Partnerland der 44. Ausgabe der ITB ist die Türkei. Der türkische Tourismusminister Ertugrul Günay sagte, auch sein Land sei 2009 von der Wirtschaftskrise geprägt gewesen. Es seien mit 27 Millionen Urlaubern um vier Prozent weniger Gäste als 2008 gekommen.

Er stelle Zuversicht fest, sagte ITB-Chef Martin Buck. Hinter dieser zweckoptimistischen Aussage liegt jedoch Nervosität: Schließlich hat die Krise auch den Tourismus erfasst. 2009 ging die Zahl der Touristen weltweit um vier Prozent auf 880 Millionen zurück, europaweit gab es sogar ein Minus von 5,6 Prozent bei den Ankünften.

Wer reiste, tat dies vorwiegend im eigenen Land oder in nahe gelegene Nachbarstaaten. Für heuer rechnet die Welt-Tourismus-Organisation mit einem Anstieg der weltweiten Touristenzahl von etwa drei bis vier Prozent.

Österreich sollte in der Sommersaison mit diesen Zuwächsen mithalten können, hofft Wirtschaftsminister Reinhold Mitterlehner. "Wir sollten zumindest im Weltschnitt liegen", so Mitterlehner bei der Eröffnungs-Pressekonferenz der Österreich Werbung (ÖW) auf der ITB. Wesentlich dazu beitragen sollen die Gäste aus den Nahmärkten.

Deutsche sollen länger bei uns urlauben

Die ÖW will sich im Rahmen der heurigen Sommerkampagne, die heute, Donnerstag, vorgestellt wird, ganz besonders auf die wichtigste Gästegruppe - die Deutschen - fokussieren, die derzeit vor allem gern auf einen Kurzurlaub in die Alpenrepublik kommen - für den klassischen Sommerurlaub gebe es aber noch großes Potenzial, sagte ÖW-Chefin Petra Stolba.

2009 gingen die Nächtigungen deutscher Urlauber in Österreich um 2,6 Prozent auf 48,8 Millionen zurück. Sie stellen aber immer noch 54 Prozent aller Auslandsgäste. Das liebste Urlaubsziel der Deutschen ist Spanien, gefolgt von Italien, der Türkei und - an vierter Stelle - Österreich.

Jüngsten Umfragen zufolge dürfte die Reiselust der Deutschen heuer langsam wieder anspringen. Auch in die Gäste aus Osteuropa setzen die heimischen Tourismus-Werber große Hoffnungen. "Im Schnitt haben wir ein Wachstum bei Ankünften aus diesen Herkunftsländern von 9 Prozent - das ist eine Steigerungsrate, die wir nirgends anders haben", so Stolba.

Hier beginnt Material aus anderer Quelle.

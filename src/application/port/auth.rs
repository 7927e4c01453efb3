// SPDX-License-Identifier: MPL-2.0
//! Admin identity port.
//!
//! The admin surface never queries session state itself. An [`AuthProvider`]
//! resolves an [`AdminContext`] once, before the admin screens are built.

use crate::domain::catalog::AdminContext;
use thiserror::Error;

#[derive(Debug, Clone, PartialEq, Eq, Error)]
pub enum AuthError {
    #[error("{0} is not an administrator")]
    NotAdmin(String),

    #[error("invalid email address: {0}")]
    InvalidEmail(String),

    #[error("account already exists: {0}")]
    AlreadyRegistered(String),

    #[error("auth backend unavailable: {0}")]
    Unavailable(String),
}

impl AuthError {
    #[must_use]
    pub fn i18n_key(&self) -> &'static str {
        match self {
            AuthError::NotAdmin(_) => "error-auth-not-admin",
            AuthError::InvalidEmail(_) => "error-auth-invalid-email",
            AuthError::AlreadyRegistered(_) => "error-auth-already-registered",
            AuthError::Unavailable(_) => "error-auth-unavailable",
        }
    }
}

pub trait AuthProvider: Send + Sync {
    /// Resolves the admin context for `email`.
    ///
    /// # Errors
    ///
    /// Returns [`AuthError::NotAdmin`] when the account has no admin role.
    fn resolve_admin(&self, email: &str) -> Result<AdminContext, AuthError>;

    /// Registers `email` as an admin account.
    fn register_admin(&self, email: &str) -> Result<AdminContext, AuthError>;
}
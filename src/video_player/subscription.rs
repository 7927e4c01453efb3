// SPDX-License-Identifier: MPL-2.0
//! Iced subscription running the [`VideoWorker`].
//!
//! The UI sends `(carousel, command)` pairs through a single unbounded
//! channel, so commands reach the worker in the order they were issued.
//! Frames travel through a small bounded queue and are dropped when the UI
//! falls behind; playback events are never dropped.

use super::worker::{SessionToken, VideoWorker, WorkerOutput};
use crate::application::port::video::{EventSink, SurfaceEvent, VideoSurface};
use crate::domain::video::{PlaybackEvent, VideoFrame};
use crate::ui::carousel::VideoCommand;
use iced::futures::SinkExt;
use iced::stream;
use std::fmt::Debug;
use std::hash::Hash;
use std::sync::Arc;
use tokio::sync::mpsc;

/// Decoded frames waiting for the UI.
const FRAME_QUEUE: usize = 4;

#[derive(Debug, Clone, Copy, PartialEq, Eq, Hash)]
struct VideoWorkerId;

/// Handle for sending commands to the worker from the UI.
#[derive(Debug, Clone)]
pub struct VideoCommandSender<K> {
    tx: mpsc::UnboundedSender<(K, VideoCommand)>,
}

impl<K> VideoCommandSender<K> {
    /// Queues a command.
    ///
    /// # Errors
    ///
    /// Fails when the worker is no longer running.
    pub fn send(&self, key: K, command: VideoCommand) -> Result<(), String> {
        self.tx
            .send((key, command))
            .map_err(|_| "Video worker not running".to_string())
    }
}

#[derive(Debug, Clone)]
pub enum WorkerMessage<K> {
    /// The worker is up; commands go through this sender.
    Ready(VideoCommandSender<K>),
    Output(WorkerOutput<K>),
}

/// Runs the video worker for the lifetime of the application.
pub fn video_worker<K>(surface: Arc<dyn VideoSurface>) -> iced::Subscription<WorkerMessage<K>>
where
    K: Clone + Eq + Hash + Debug + Send + 'static,
{
    iced::Subscription::run_with_id(
        VideoWorkerId,
        stream::channel(100, move |mut output| async move {
            let (command_tx, mut command_rx) = mpsc::unbounded_channel::<(K, VideoCommand)>();
            let (frame_tx, mut frame_rx) = mpsc::channel::<(SessionToken, VideoFrame)>(FRAME_QUEUE);
            let (event_tx, mut event_rx) = mpsc::unbounded_channel::<(SessionToken, PlaybackEvent)>();

            let _ = output
                .send(WorkerMessage::Ready(VideoCommandSender { tx: command_tx }))
                .await;

            let mut worker = VideoWorker::new(surface);
            loop {
                let routed = tokio::select! {
                    command = command_rx.recv() => {
                        let Some((key, command)) = command else {
                            worker.stop_all();
                            return;
                        };
                        worker.apply(key, command, |token| {
                            session_sink(token, frame_tx.clone(), event_tx.clone())
                        })
                    }
                    Some((token, event)) = event_rx.recv() => {
                        worker.route(token, SurfaceEvent::Playback(event))
                    }
                    Some((token, frame)) = frame_rx.recv() => {
                        worker.route(token, SurfaceEvent::Frame(frame))
                    }
                };
                if let Some(routed) = routed {
                    let _ = output.send(WorkerMessage::Output(routed)).await;
                }
            }
        }),
    )
}

fn session_sink(
    token: SessionToken,
    frame_tx: mpsc::Sender<(SessionToken, VideoFrame)>,
    event_tx: mpsc::UnboundedSender<(SessionToken, PlaybackEvent)>,
) -> EventSink {
    Arc::new(move |event| match event {
        SurfaceEvent::Frame(frame) => {
            // A full queue drops the frame; the next one replaces it anyway.
            let _ = frame_tx.try_send((token, frame));
        }
        SurfaceEvent::Playback(event) => {
            let _ = event_tx.send((token, event));
        }
    })
}

#[cfg(test)]
mod tests {
    use super::*;

    #[tokio::test]
    async fn sink_keeps_playback_events_when_frames_overflow() {
        let (frame_tx, mut frame_rx) = mpsc::channel(FRAME_QUEUE);
        let (event_tx, mut event_rx) = mpsc::unbounded_channel();
        let sink = session_sink(9, frame_tx, event_tx);

        let frame = VideoFrame::new(1, 1, vec![0; 4]).unwrap();
        for _ in 0..FRAME_QUEUE + 3 {
            sink(SurfaceEvent::Frame(frame.clone()));
        }
        sink(SurfaceEvent::Playback(PlaybackEvent::Ended));

        let mut frames = 0;
        while frame_rx.try_recv().is_ok() {
            frames += 1;
        }
        assert_eq!(frames, FRAME_QUEUE);
        assert_eq!(event_rx.recv().await, Some((9, PlaybackEvent::Ended)));
    }

    #[test]
    fn sender_reports_a_stopped_worker() {
        let (tx, rx) = mpsc::unbounded_channel::<(u8, VideoCommand)>();
        drop(rx);
        let sender = VideoCommandSender { tx };
        assert!(sender
            .send(1, VideoCommand::Stop { url: "v".into() })
            .is_err());
    }
}
// SPDX-License-Identifier: MPL-2.0
//! Opaque identity newtypes backed by random UUIDs.

use serde::{Deserialize, Serialize};

macro_rules! impl_id {
    ($($(#[$meta:meta])* $name:ident),* $(,)?) => {
        $(
            $(#[$meta])*
            #[derive(Debug, Clone, Copy, PartialEq, Eq, Hash, PartialOrd, Ord, Serialize, Deserialize)]
            #[serde(transparent)]
            pub struct $name(uuid::Uuid);

            impl $name {
                /// Generates a fresh identity.
                #[must_use]
                pub fn new() -> Self {
                    Self(uuid::Uuid::new_v4())
                }

                #[must_use]
                pub fn as_uuid(&self) -> uuid::Uuid {
                    self.0
                }
            }

            impl Default for $name {
                fn default() -> Self {
                    Self::new()
                }
            }

            impl std::fmt::Display for $name {
                fn fmt(&self, f: &mut std::fmt::Formatter<'_>) -> std::fmt::Result {
                    write!(f, "{}", self.0)
                }
            }

            impl std::str::FromStr for $name {
                type Err = uuid::Error;

                fn from_str(s: &str) -> Result<Self, Self::Err> {
                    uuid::Uuid::parse_str(s).map(Self)
                }
            }
        )*
    };
}

impl_id! {
    /// Identity of an entry in a reorderable media list.
    MediaId,
    /// Identity of a catalog collection.
    CollectionId,
    /// Identity of an admin invitation.
    InvitationId,
}

#[cfg(test)]
mod tests {
    use super::*;

    #[test]
    fn fresh_ids_are_unique() {
        let a = MediaId::new();
        let b = MediaId::new();
        assert_ne!(a, b);
    }

    #[test]
    fn display_and_parse_round_trip() {
        let id = CollectionId::new();
        let parsed: CollectionId = id.to_string().parse().expect("valid uuid");
        assert_eq!(id, parsed);
    }

    #[test]
    fn parse_rejects_garbage() {
        assert!("not-a-uuid".parse::<InvitationId>().is_err());
    }
}
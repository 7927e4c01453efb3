// SPDX-License-Identifier: MPL-2.0
//! Catalog domain: collections, admin invitations and the admin context.

pub mod admin;
pub mod collection;
pub mod invitation;

pub use admin::{AdminContext, Role};
pub use collection::{
    sort_newest_first, CatalogStats, Category, Collection, CollectionDraft, CollectionStatus,
    DraftError, ValidDraft, MAX_IMAGES,
};
pub use invitation::{normalize_code, Invitation, InvitationStatus, RedeemError};
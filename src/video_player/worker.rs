// SPDX-License-Identifier: MPL-2.0
//! Applies carousel video commands in order.
//!
//! The worker owns every open [`PlaybackSession`] and keeps at most one per
//! carousel. Each session gets a token; events carrying a token that is no
//! longer active come from a stopped session and are dropped.

use crate::application::port::video::{EventSink, PlaybackSession, SurfaceEvent, VideoSurface};
use crate::domain::video::{PlaybackEvent, VideoFrame};
use crate::ui::carousel::VideoCommand;
use std::collections::HashMap;
use std::hash::Hash;
use std::sync::Arc;

/// Identifies the session that produced an event.
pub type SessionToken = u64;

/// What the worker reports back to the carousel keyed `key`.
#[derive(Debug, Clone, PartialEq, Eq)]
pub enum WorkerOutput<K> {
    Playback {
        key: K,
        index: usize,
        event: PlaybackEvent,
    },
    Frame {
        key: K,
        index: usize,
        frame: VideoFrame,
    },
}

struct Active {
    token: SessionToken,
    index: usize,
    url: String,
    session: Box<dyn PlaybackSession>,
}

pub struct VideoWorker<K> {
    surface: Arc<dyn VideoSurface>,
    active: HashMap<K, Active>,
    next_token: SessionToken,
}

impl<K> std::fmt::Debug for VideoWorker<K> {
    fn fmt(&self, f: &mut std::fmt::Formatter<'_>) -> std::fmt::Result {
        f.debug_struct("VideoWorker")
            .field("active", &self.active.len())
            .field("next_token", &self.next_token)
            .finish_non_exhaustive()
    }
}

impl<K: Clone + Eq + Hash> VideoWorker<K> {
    #[must_use]
    pub fn new(surface: Arc<dyn VideoSurface>) -> Self {
        Self {
            surface,
            active: HashMap::new(),
            next_token: 0,
        }
    }

    /// Number of open sessions.
    #[must_use]
    pub fn active_count(&self) -> usize {
        self.active.len()
    }

    /// Applies one command. `sink_for` builds the event sink of a newly
    /// opened session from its token.
    ///
    /// Returns an output when the command fails right away.
    pub fn apply(
        &mut self,
        key: K,
        command: VideoCommand,
        sink_for: impl FnOnce(SessionToken) -> EventSink,
    ) -> Option<WorkerOutput<K>> {
        match command {
            VideoCommand::Play { index, url, muted } => {
                if let Some(active) = self.active.get_mut(&key).filter(|a| a.url == url) {
                    active.index = index;
                    active.session.set_muted(muted);
                    active.session.play();
                    return None;
                }
                self.stop(&key);

                let token = self.next_token;
                self.next_token += 1;
                match self.surface.open(&url, muted, sink_for(token)) {
                    Ok(mut session) => {
                        session.play();
                        self.active.insert(
                            key,
                            Active {
                                token,
                                index,
                                url,
                                session,
                            },
                        );
                        None
                    }
                    Err(failure) => {
                        log::warn!("cannot play {url}: {failure:?}");
                        Some(WorkerOutput::Playback {
                            key,
                            index,
                            event: PlaybackEvent::Errored(failure),
                        })
                    }
                }
            }
            VideoCommand::Pause { url, .. } => {
                if let Some(active) = self.matching(&key, &url) {
                    active.session.pause();
                }
                None
            }
            VideoCommand::SetMuted { url, muted } => {
                if let Some(active) = self.matching(&key, &url) {
                    active.session.set_muted(muted);
                }
                None
            }
            VideoCommand::Stop { url } => {
                if self.matching(&key, &url).is_some() {
                    self.stop(&key);
                }
                None
            }
        }
    }

    /// Maps a session event to its carousel, or drops it when the session is
    /// no longer active.
    pub fn route(&mut self, token: SessionToken, event: SurfaceEvent) -> Option<WorkerOutput<K>> {
        let (key, active) = self.active.iter().find(|(_, a)| a.token == token)?;
        let key = key.clone();
        let index = active.index;
        match event {
            SurfaceEvent::Frame(frame) => Some(WorkerOutput::Frame { key, index, frame }),
            SurfaceEvent::Playback(event) => {
                if matches!(event, PlaybackEvent::Errored(_)) {
                    // A failed decoder is reopened by the next play.
                    self.active.remove(&key);
                }
                Some(WorkerOutput::Playback { key, index, event })
            }
        }
    }

    /// Stops every session.
    pub fn stop_all(&mut self) {
        for (_, mut active) in self.active.drain() {
            active.session.stop();
        }
    }

    fn matching(&mut self, key: &K, url: &str) -> Option<&mut Active> {
        self.active.get_mut(key).filter(|a| a.url == url)
    }

    fn stop(&mut self, key: &K) {
        if let Some(mut active) = self.active.remove(key) {
            log::debug!("stopping video {}", active.url);
            active.session.stop();
        }
    }
}

#[cfg(test)]
mod tests {
    use super::*;
    use crate::domain::video::PlaybackFailure;
    use std::sync::Mutex;

    type Log = Arc<Mutex<Vec<String>>>;

    struct RecordingSession {
        url: String,
        log: Log,
    }

    impl RecordingSession {
        fn record(&self, what: &str) {
            self.log.lock().unwrap().push(format!("{what} {}", self.url));
        }
    }

    impl PlaybackSession for RecordingSession {
        fn play(&mut self) {
            self.record("play");
        }
        fn pause(&mut self) {
            self.record("pause");
        }
        fn set_muted(&mut self, muted: bool) {
            self.record(if muted { "mute" } else { "unmute" });
        }
        fn stop(&mut self) {
            self.record("stop");
        }
    }

    #[derive(Default)]
    struct RecordingSurface {
        log: Log,
    }

    impl VideoSurface for RecordingSurface {
        fn open(
            &self,
            url: &str,
            _muted: bool,
            _sink: EventSink,
        ) -> Result<Box<dyn PlaybackSession>, PlaybackFailure> {
            if url.starts_with("builtin:") {
                return Err(PlaybackFailure::Unsupported);
            }
            self.log.lock().unwrap().push(format!("open {url}"));
            Ok(Box::new(RecordingSession {
                url: url.to_string(),
                log: Arc::clone(&self.log),
            }))
        }
    }

    fn worker() -> (VideoWorker<u32>, Log) {
        let surface = RecordingSurface::default();
        let log = Arc::clone(&surface.log);
        (VideoWorker::new(Arc::new(surface)), log)
    }

    fn sink(_: SessionToken) -> EventSink {
        Arc::new(|_| {})
    }

    fn play(index: usize, url: &str) -> VideoCommand {
        VideoCommand::Play {
            index,
            url: url.into(),
            muted: true,
        }
    }

    #[test]
    fn commands_apply_in_order_with_one_session_per_carousel() {
        let (mut worker, log) = worker();
        worker.apply(1, play(0, "v1"), sink);
        worker.apply(
            1,
            VideoCommand::Pause {
                index: 0,
                url: "v1".into(),
            },
            sink,
        );
        worker.apply(1, play(0, "v1"), sink);
        worker.apply(1, VideoCommand::Stop { url: "v1".into() }, sink);
        worker.apply(1, play(1, "v2"), sink);

        assert_eq!(worker.active_count(), 1);
        assert_eq!(
            *log.lock().unwrap(),
            vec![
                "open v1", "play v1", "pause v1", "mute v1", "play v1", "stop v1", "open v2",
                "play v2"
            ]
        );
    }

    #[test]
    fn playing_another_url_stops_the_previous_one_first() {
        let (mut worker, log) = worker();
        worker.apply(1, play(0, "v1"), sink);
        worker.apply(1, play(2, "v2"), sink);

        let log = log.lock().unwrap();
        let stop = log.iter().position(|l| l == "stop v1").unwrap();
        let open = log.iter().position(|l| l == "open v2").unwrap();
        assert!(stop < open);
        assert_eq!(worker.active_count(), 1);
    }

    #[test]
    fn carousels_keep_separate_sessions() {
        let (mut worker, _) = worker();
        worker.apply(1, play(0, "v1"), sink);
        worker.apply(2, play(0, "v1"), sink);
        assert_eq!(worker.active_count(), 2);

        worker.stop_all();
        assert_eq!(worker.active_count(), 0);
    }

    #[test]
    fn stop_for_another_url_is_ignored() {
        let (mut worker, log) = worker();
        worker.apply(1, play(0, "v1"), sink);
        worker.apply(1, VideoCommand::Stop { url: "v0".into() }, sink);
        assert_eq!(worker.active_count(), 1);
        assert!(!log.lock().unwrap().iter().any(|l| l.starts_with("stop")));
    }

    #[test]
    fn events_from_stopped_sessions_are_dropped() {
        let (mut worker, _) = worker();
        let mut tokens = Vec::new();
        worker.apply(7, play(0, "v1"), |t| {
            tokens.push(t);
            sink(t)
        });
        worker.apply(7, play(1, "v2"), |t| {
            tokens.push(t);
            sink(t)
        });

        let stale = worker.route(tokens[0], SurfaceEvent::Playback(PlaybackEvent::Ended));
        assert_eq!(stale, None);

        let current = worker.route(tokens[1], SurfaceEvent::Playback(PlaybackEvent::Started));
        assert_eq!(
            current,
            Some(WorkerOutput::Playback {
                key: 7,
                index: 1,
                event: PlaybackEvent::Started
            })
        );
    }

    #[test]
    fn open_failure_is_reported_without_a_session() {
        let (mut worker, _) = worker();
        let output = worker.apply(3, play(4, "builtin:placeholder"), sink);
        assert_eq!(
            output,
            Some(WorkerOutput::Playback {
                key: 3,
                index: 4,
                event: PlaybackEvent::Errored(PlaybackFailure::Unsupported)
            })
        );
        assert_eq!(worker.active_count(), 0);
    }

    #[test]
    fn decode_error_releases_the_session() {
        let (mut worker, _) = worker();
        let mut token = 0;
        worker.apply(1, play(0, "v1"), |t| {
            token = t;
            sink(t)
        });
        let failure = PlaybackEvent::Errored(PlaybackFailure::Unreachable("eof".into()));
        assert!(worker
            .route(token, SurfaceEvent::Playback(failure))
            .is_some());
        assert_eq!(worker.active_count(), 0);
    }
}
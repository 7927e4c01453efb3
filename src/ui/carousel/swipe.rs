// SPDX-License-Identifier: MPL-2.0
//! Horizontal swipe detection
//!
//! The pointer is sampled when the gesture starts and on every move while it
//! is held; only the first and last samples matter.

use crate::app::config::DEFAULT_SWIPE_THRESHOLD_PX;

/// Outcome of a released gesture.
#[derive(Debug, Clone, Copy, PartialEq, Eq)]
pub enum Swipe {
    /// Pointer travelled left: show the next item.
    Next,
    /// Pointer travelled right: show the previous item.
    Previous,
}

#[derive(Debug, Clone, PartialEq)]
pub struct SwipeTracker {
    threshold: f32,
    /// Last known pointer x, kept while the pointer hovers.
    pointer_x: Option<f32>,
    start_x: Option<f32>,
    end_x: Option<f32>,
}

impl Default for SwipeTracker {
    fn default() -> Self {
        Self::new(DEFAULT_SWIPE_THRESHOLD_PX)
    }
}

impl SwipeTracker {
    #[must_use]
    pub fn new(threshold: f32) -> Self {
        Self {
            threshold: threshold.max(0.0),
            pointer_x: None,
            start_x: None,
            end_x: None,
        }
    }

    /// Pointer moved inside the carousel.
    pub fn pointer_moved(&mut self, x: f32) {
        self.pointer_x = Some(x);
        if self.start_x.is_some() {
            self.end_x = Some(x);
        }
    }

    /// Gesture starts at the last known pointer position.
    pub fn press(&mut self) {
        self.start_x = self.pointer_x;
        self.end_x = None;
    }

    /// Pointer left the carousel; any gesture in progress is dropped.
    pub fn cancel(&mut self) {
        self.pointer_x = None;
        self.start_x = None;
        self.end_x = None;
    }

    #[must_use]
    pub fn is_tracking(&self) -> bool {
        self.start_x.is_some()
    }

    /// Ends the gesture. `item_count <= 1` never produces a swipe.
    pub fn release(&mut self, item_count: usize) -> Option<Swipe> {
        let start = self.start_x.take()?;
        let end = self.end_x.take()?;
        if item_count <= 1 {
            return None;
        }
        classify(start - end, self.threshold)
    }
}

/// `delta = start_x - end_x`; the threshold itself is not enough.
#[must_use]
pub fn classify(delta: f32, threshold: f32) -> Option<Swipe> {
    if delta > threshold {
        Some(Swipe::Next)
    } else if delta < -threshold {
        Some(Swipe::Previous)
    } else {
        None
    }
}

#[cfg(test)]
mod tests {
    use super::*;

    fn gesture(tracker: &mut SwipeTracker, from: f32, to: f32, items: usize) -> Option<Swipe> {
        tracker.pointer_moved(from);
        tracker.press();
        tracker.pointer_moved((from + to) / 2.0);
        tracker.pointer_moved(to);
        tracker.release(items)
    }

    #[test]
    fn threshold_boundary() {
        assert_eq!(classify(50.0, 50.0), None);
        assert_eq!(classify(-50.0, 50.0), None);
        assert_eq!(classify(50.01, 50.0), Some(Swipe::Next));
        assert_eq!(classify(-50.01, 50.0), Some(Swipe::Previous));
    }

    #[test]
    fn left_drag_is_next() {
        let mut tracker = SwipeTracker::default();
        assert_eq!(gesture(&mut tracker, 200.0, 100.0, 3), Some(Swipe::Next));
        assert_eq!(gesture(&mut tracker, 100.0, 200.0, 3), Some(Swipe::Previous));
        assert_eq!(gesture(&mut tracker, 100.0, 140.0, 3), None);
    }

    #[test]
    fn release_without_movement_is_noop() {
        let mut tracker = SwipeTracker::default();
        tracker.pointer_moved(300.0);
        tracker.press();
        assert_eq!(tracker.release(3), None);
        assert!(!tracker.is_tracking());
    }

    #[test]
    fn single_item_never_swipes() {
        let mut tracker = SwipeTracker::default();
        assert_eq!(gesture(&mut tracker, 300.0, 0.0, 1), None);
    }

    #[test]
    fn cancel_drops_gesture() {
        let mut tracker = SwipeTracker::default();
        tracker.pointer_moved(300.0);
        tracker.press();
        tracker.pointer_moved(100.0);
        tracker.cancel();
        assert_eq!(tracker.release(3), None);
    }

    #[test]
    fn press_before_any_move_has_no_start() {
        let mut tracker = SwipeTracker::default();
        tracker.press();
        tracker.pointer_moved(10.0);
        assert_eq!(tracker.release(3), None);
    }
}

Die Ausgangslage ist herausfordernd, wie die jüngsten Daten zeigen: Die Nächtigungszahlen gingen in der ersten Hälfte der Wintersaison (von November 2009 bis Ende Jänner 2010) um 2 Prozent zurück. Im letzten Kalenderjahr 2009 gab es ein Minus von 1,9 Prozent. Mitterlehner und Stolba streichen jedoch hervor, dass Österreich seinen Marktanteil innerhalb der EU-15 trotz Krise von 6,16 Prozent auf 6,72 Prozent ausbauen konnte.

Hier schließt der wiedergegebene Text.